Two former college football players “hit” the NCAA with another concussion case. This comes just one week after it agreed to mediate concussion claims in another pending case. All told, the NCAA now has three potential class action suits pending against it regarding concussion claims.
Former Washington and Oregon quarterback, John DuRocher, and former Washington safety, Darin Harris, filed the suit in an Indiana federal court. They are seeking over $5 million in damages for the repeated head injuries they sustained while playing. According to them, these injuries occurred despite reassurances that they were playing in a protected environment. The injuries have resulted in post-college, ongoing medical treatment that has been, and will continue to be, required.
The suit also names helmet manufacturer Riddell and its parent company. Riddell is currently at the center of a controversy about its helmets. A new book, “League of Denial”, discusses Riddell’s use of flawed NFL research to manufacture and sell a special helmet for children. The company claimed the helmet would dramatically reduce concussions in children. However, the Federal Trade Commission investigated those claims and said they were false.
The players contend that the class of plaintiffs could include hundreds, maybe even thousands, of players. They say it is “unjust to allow the NCAA to earn revenues and retain the benefits of athletes’ services while refusing to pay medical expenses of sports-related injuries whose treatment is required post college career.”

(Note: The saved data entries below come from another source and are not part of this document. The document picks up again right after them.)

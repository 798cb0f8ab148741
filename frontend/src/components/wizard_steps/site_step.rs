use dioxus::prelude::*;

use common::catalog::SITE_SUGGESTIONS;
use common::selection::SelectionState;

use crate::components::chip::Chip;
use crate::components::underline_input::UnderlineInput;

#[component]
pub fn SiteStep(selection: Signal<SelectionState>, on_submit: Callback<()>) -> Element {
    rsx! {
        UnderlineInput {
            value: selection.read().site.clone(),
            placeholder: "e.g. github.com".to_string(),
            on_input: move |value: String| selection.write().site = value,
            on_submit,
        }

        div {
            class: "x-chip-row",
            for site in SITE_SUGGESTIONS.iter() {
                Chip {
                    pressed: selection.read().site.trim().eq_ignore_ascii_case(site),
                    on_toggle: move |_: bool| selection.write().site = site.to_string(),
                    label: site.to_string(),
                }
            }
        }
    }
}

The NCAA’s chief legal officer said the suit “appears to use language and raise issues similar to the prior class action complaints filed. It is not unusual to see competing class action-styled complaints filed as plaintiff’s attorneys try to secure a lead position in consolidated litigation.” Additionally, the NCAA said, just as the other cases, the allegations here are “misleading and erroneous.”
As the other two cases are proceeding, the U.S. Judicial Panel on Multidistrict Litigation could consolidate the three cases.